子どもの健康を考える「子なび」
医療・健康・介護のコラム
不慮の事故(12) ミニトマト4分割 詰まり防ぐ
不慮の事故では、小児科医で緑園こどもクリニック(横浜市)院長の山中龍宏さんに聞きます。(聞き手・萩原隆史)
スーパーボールは年中、大量に出回っているため、子どもの窒息事故のリスクは常にあるといえます。けれど、世間ではあまり認知されていません。
理由は、毎年の死亡数などを示す事故統計がなく、どれほど危険なのかがわかりにくいためです。集計しようにも、事故の多くは発生日と死亡日が異なり、正確に拾い上げられません。
例えば、前回取り上げた事例では、スーパーボールを喉に詰まらせた3歳の男児が亡くなったのは半年後でした。このような場合、死亡診断書には直接の死因である「肺炎」と記載するのが一般的です。死につながった元々の原因が隠れてしまい、ニュースにもなりません。水面下では事故が絶えないのに、広く注意喚起される機会が少ないのはこのためです。
事故を防ぐには、子どもがのみ込めないよう欧州の玩具安全基準に倣って直径4・5センチ以上のサイズにするか、万一のみ込んでも呼吸できるよう通気孔を開けるかでしょう。かつてボールペンのキャップによる子どもの窒息事故が多発したため、今ではメーカーがキャップに通気孔などを設けています。

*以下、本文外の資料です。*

//! 位姿字符串解析。

use glam::{DQuat, DVec3};
use svgsketch_core::geometry::Placement;

use crate::errors::PipelineError;

/// 用户给定的刚体位姿：先旋转后平移。
#[derive(Debug, Clone, Copy, PartialEq)]
pub struct Pose {
    pub position: DVec3,
    /// 已归一化。
    pub orientation: DQuat,
}

impl Pose {
    /// 解析 `"x,y,z"` 与 `"x,y,z,w"` 两个字符串，允许外层引号与空白。
    pub fn parse(position: &str, orientation: &str) -> Result<Self, PipelineError> {
        Ok(Self {
            position: parse_position(position)?,
            orientation: parse_orientation(orientation)?,
        })
    }

    /// 参考坐标系的放置：`translate(position) ∘ rotate(orientation)`。
    pub fn placement(&self) -> Placement {
        Placement::new(self.position, self.orientation)
    }
}

pub fn parse_position(raw: &str) -> Result<DVec3, PipelineError> {
    let [x, y, z] = components::<3>(raw)?;
    Ok(DVec3::new(x, y, z))
}

pub fn parse_orientation(raw: &str) -> Result<DQuat, PipelineError> {
    let [x, y, z, w] = components::<4>(raw)?;
    let quat = DQuat::from_xyzw(x, y, z, w);
    let length = quat.length();
    if length <= f64::EPSILON {
        return Err(PipelineError::parse(raw, "quaternion has zero length"));
    }
    Ok(quat / length)
}

/// 去掉外层空白与引号。
pub fn strip_quotes(raw: &str) -> &str {
    raw.trim()
        .trim_matches(|c| c == '"' || c == '\'')
        .trim()
}

fn components<const N: usize>(raw: &str) -> Result<[f64; N], PipelineError> {
    let text = strip_quotes(raw);
    let parts: Vec<&str> = text.split(',').collect();
    if parts.len() != N {
        return Err(PipelineError::parse(
            raw,
            format!("expected {N} comma-separated components, found {}", parts.len()),
        ));
    }

    let mut values = [0.0; N];
    for (slot, part) in values.iter_mut().zip(&parts) {
        let value: f64 = part.trim().parse().map_err(|_| {
            PipelineError::parse(raw, format!("component \"{}\" is not a number", part.trim()))
        })?;
        if !value.is_finite() {
            return Err(PipelineError::parse(
                raw,
                format!("component \"{}\" is not finite", part.trim()),
            ));
        }
        *slot = value;
    }
    Ok(values)
}

/// 逗号分隔后的分量个数，用于在参数列表中定位位姿。
pub fn component_count(raw: &str) -> usize {
    strip_quotes(raw).split(',').count()
}
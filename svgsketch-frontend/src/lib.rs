pub mod cli;
pub mod errors;
pub mod loader;

use std::error::Error as _;

use errors::FrontendError;
use svgsketch_config::{AppConfig, SplineStrategyName};
use svgsketch_engine::convert::{ConversionOptions, SplineStrategy};
use svgsketch_engine::pipeline::{Pipeline, PipelineOptions, RunReport};
use svgsketch_engine::run_log::RunLog;
use svgsketch_io::{NativeFacade, SvgImporter};
use tracing::{info, warn};

use crate::cli::Invocation;
use crate::loader::open_or_create;

/// 一次运行的最终结果。
#[derive(Debug)]
pub struct RunOutcome {
    pub exit_code: i32,
    pub report: Option<RunReport>,
    pub error: Option<FrontendError>,
}

impl RunOutcome {
    pub fn succeeded(&self) -> bool {
        self.error.is_none()
    }
}

/// 由配置得到流程选项。
pub fn pipeline_options(config: &AppConfig) -> PipelineOptions {
    let spline_strategy = match config.conversion.spline_strategy {
        SplineStrategyName::Reconstruct => SplineStrategy::Reconstruct,
        SplineStrategyName::Discretize => SplineStrategy::Discretize {
            segments: config.conversion.discretize_segments.max(1),
        },
    };
    PipelineOptions {
        conversion: ConversionOptions {
            spline_strategy,
            rotate_circle_axis: config.conversion.rotate_circle_axis,
        },
        sketch_prefix: config.conversion.sketch_prefix.clone(),
    }
}

/// 执行一次导入。所有错误在此汇总：写入运行日志（含完整错误链），并换算为退出码。
pub fn run(args: &[String], config: &AppConfig) -> RunOutcome {
    let mut log = match RunLog::create(&config.logging.file) {
        Ok(log) => log,
        Err(err) => {
            warn!(error = %err, "无法创建运行日志文件，仅输出到控制台");
            RunLog::in_memory()
        }
    };
    log.status("Script started");

    let result = execute(args, config, &mut log);
    let outcome = match result {
        Ok(report) => {
            log.status("Script execution completed successfully");
            cli::print_summary(&report);
            RunOutcome {
                exit_code: 0,
                report: Some(report),
                error: None,
            }
        }
        Err(err) => {
            log.error(format!("An error occurred: {err}"));
            log.error("Traceback:");
            let mut source = err.source();
            while let Some(cause) = source {
                log.error(format!("  caused by: {cause}"));
                source = cause.source();
            }
            let exit_code = if config.exit.always_succeed {
                0
            } else {
                err.exit_code()
            };
            RunOutcome {
                exit_code,
                report: None,
                error: Some(err),
            }
        }
    };

    log.status("Script ended");
    outcome
}

fn execute(
    args: &[String],
    config: &AppConfig,
    log: &mut RunLog,
) -> Result<RunReport, FrontendError> {
    log.status("Checking arguments");
    let invocation = Invocation::parse(args)?;

    log.status(format!("Opening document: {}", invocation.target.display()));
    let (mut document, source) = open_or_create(&invocation.target)?;
    info!(?source, name = document.name(), "目标文档就绪");

    let importer = SvgImporter::with_reporting(config.import.report_created);
    let store = NativeFacade::new();
    let pipeline = Pipeline::new(&importer, &store, pipeline_options(config));
    let report = pipeline.run(&mut document, &invocation.into_request(), log)?;

    log.status("Closing document");
    Ok(report)
}
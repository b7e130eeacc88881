use svgsketch_engine::errors::PipelineError;
use thiserror::Error;

use crate::cli::{MIN_ARGUMENTS, USAGE};

#[derive(Debug, Error)]
pub enum FrontendError {
    #[error("expected at least {} arguments, found {found}. {}", MIN_ARGUMENTS, USAGE)]
    Usage { found: usize },
    #[error(transparent)]
    Pipeline(#[from] PipelineError),
}

impl FrontendError {
    /// 参数错误为 2，其余沿用流程错误的退出码。
    pub fn exit_code(&self) -> i32 {
        match self {
            FrontendError::Usage { .. } => 2,
            FrontendError::Pipeline(err) => err.exit_code(),
        }
    }
}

ところが、スーパーボールの場合はなかなか改良されないのが現状です。ほとんどが輸入品のため規制が難しく、規制の裏付けになるような事故統計もないからです。だからといって傍観しているわけにもいかず、実効的な対策が求められます。
同様に窒息のリスクが高いミニトマトや大粒のブドウなどの食品については、喉にちょうど詰まるサイズというのが一番の問題です。大人と違って、子どもは奥歯が生えそろっていないため、うまくかみつぶせません。半分に切っても子どもにはまだ大きいため、四つに分割することが推奨されます。
【略歴】
山中龍宏(やまなか・たつひろ)
1947年、広島市生まれ。小児科医。東京大医学部卒。子どもの事故防止に取り組むNPO法人「セーフ キッズ ジャパン」(東京)理事長。